Yellen Says Ukraine Need, Not US Election, Driving Aid Talks

(Bloomberg) -- Treasury Secretary Janet Yellen said the US push to tap frozen Russian assets for Ukraine’s benefit isn’t driven by the looming presidential election in November, but by Kyiv’s needs.

Most Read from Bloomberg

“I’ve been saying for a long time, not because of the election, but because Ukraine’s needs are very substantial, that it’s important to show that we have a way of channeling substantial additional aid to Ukraine,” Yellen told reporters Tuesday in Frankfurt, Germany.

She added that Group of Seven leaders will “hopefully” be able to endorse a plan now in the works at their summit in Apulia, Italy, June 13-15.

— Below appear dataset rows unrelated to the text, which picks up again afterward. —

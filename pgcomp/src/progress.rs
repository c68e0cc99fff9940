use std::fmt::Debug;

use derive_more::{Add, AddAssign};

/// Number of nucleotide symbols processed by a stage.
#[derive(Debug, Copy, Clone, Eq, PartialEq, Ord, PartialOrd, Add, AddAssign)]
#[repr(transparent)]
pub struct SymbolNum(usize);

impl SymbolNum {
    pub const ZERO: SymbolNum = SymbolNum(0);

    #[inline]
    #[must_use]
    pub const fn new(symbols: usize) -> Self {
        Self(symbols)
    }

    #[inline]
    #[must_use]
    pub const fn get(&self) -> usize {
        self.0
    }
}

/// Receives progress updates from the long-running stages (assembly sweep,
/// reads matching, Pg deduplication).
pub trait ProgressNotifier: Debug + Send + Sync {
    fn processed_symbols(&self, symbols: SymbolNum);

    fn set_iter_num(&self, num_iter: u64);

    fn inc_iter(&self);
}

impl<T: ProgressNotifier> ProgressNotifier for &T {
    fn processed_symbols(&self, symbols: SymbolNum) {
        T::processed_symbols(self, symbols)
    }

    fn set_iter_num(&self, num_iter: u64) {
        T::set_iter_num(self, num_iter)
    }

    fn inc_iter(&self) {
        T::inc_iter(self)
    }
}

#[derive(Clone, Debug)]
pub struct DummyProgressNotifier;

impl ProgressNotifier for DummyProgressNotifier {
    fn processed_symbols(&self, _symbols: SymbolNum) {
        // do nothing
    }

    fn set_iter_num(&self, _num_iter: u64) {
        // do nothing
    }

    fn inc_iter(&self) {
        // do nothing
    }
}

#[cfg(test)]
mod tests {
    use std::sync::atomic::{AtomicU64, Ordering};

    use crate::progress::{DummyProgressNotifier, ProgressNotifier, SymbolNum};

    #[derive(Debug, Default)]
    struct CountingNotifier {
        symbols: AtomicU64,
        iters: AtomicU64,
    }

    impl ProgressNotifier for CountingNotifier {
        fn processed_symbols(&self, symbols: SymbolNum) {
            self.symbols
                .fetch_add(symbols.get() as u64, Ordering::Relaxed);
        }

        fn set_iter_num(&self, _num_iter: u64) {}

        fn inc_iter(&self) {
            self.iters.fetch_add(1, Ordering::Relaxed);
        }
    }

    #[test]
    fn test_dummy_progress_notifier() {
        let notifier = DummyProgressNotifier;
        notifier.processed_symbols(SymbolNum::new(1337));
        let notifier_2 = notifier;
        notifier_2.processed_symbols(SymbolNum::new(666));
    }

    #[test]
    fn test_notifier_by_reference() {
        let notifier = CountingNotifier::default();
        let by_ref = &notifier;
        by_ref.processed_symbols(SymbolNum::new(10));
        by_ref.processed_symbols(SymbolNum::new(5));
        by_ref.inc_iter();

        assert_eq!(notifier.symbols.load(Ordering::Relaxed), 15);
        assert_eq!(notifier.iters.load(Ordering::Relaxed), 1);
    }

    #[test]
    fn test_symbol_num_add() {
        let mut num = SymbolNum::ZERO;
        num += SymbolNum::new(3);
        assert_eq!(num + SymbolNum::new(4), SymbolNum::new(7));
    }
}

“It’s not that every detail needs to be worked out,” she said. It “would be very nice to be able to get, at the political level, an agreement on an approach.”

Read More: Germany Warms to US Plan to Tap Russian Assets for Ukraine

Discussions on how the US and its allies can tap the value of frozen Russian assets are expected to dominate meetings among Yellen and other G-7 finance ministers in Stresa, Italy, starting Thursday.

The US has proposed the group leverage the future revenue generated from about $280 billion in Russian central bank funds — most of which lies immobilized in Europe — to back a $50 billion aid package for Ukraine.

Earlier on Tuesday, in an interview with Sky News, Yellen said the plan “would essentially bring forward that flow of interest proceeds” that the assets are currently generating at the Belgium-based clearinghouse Euroclear.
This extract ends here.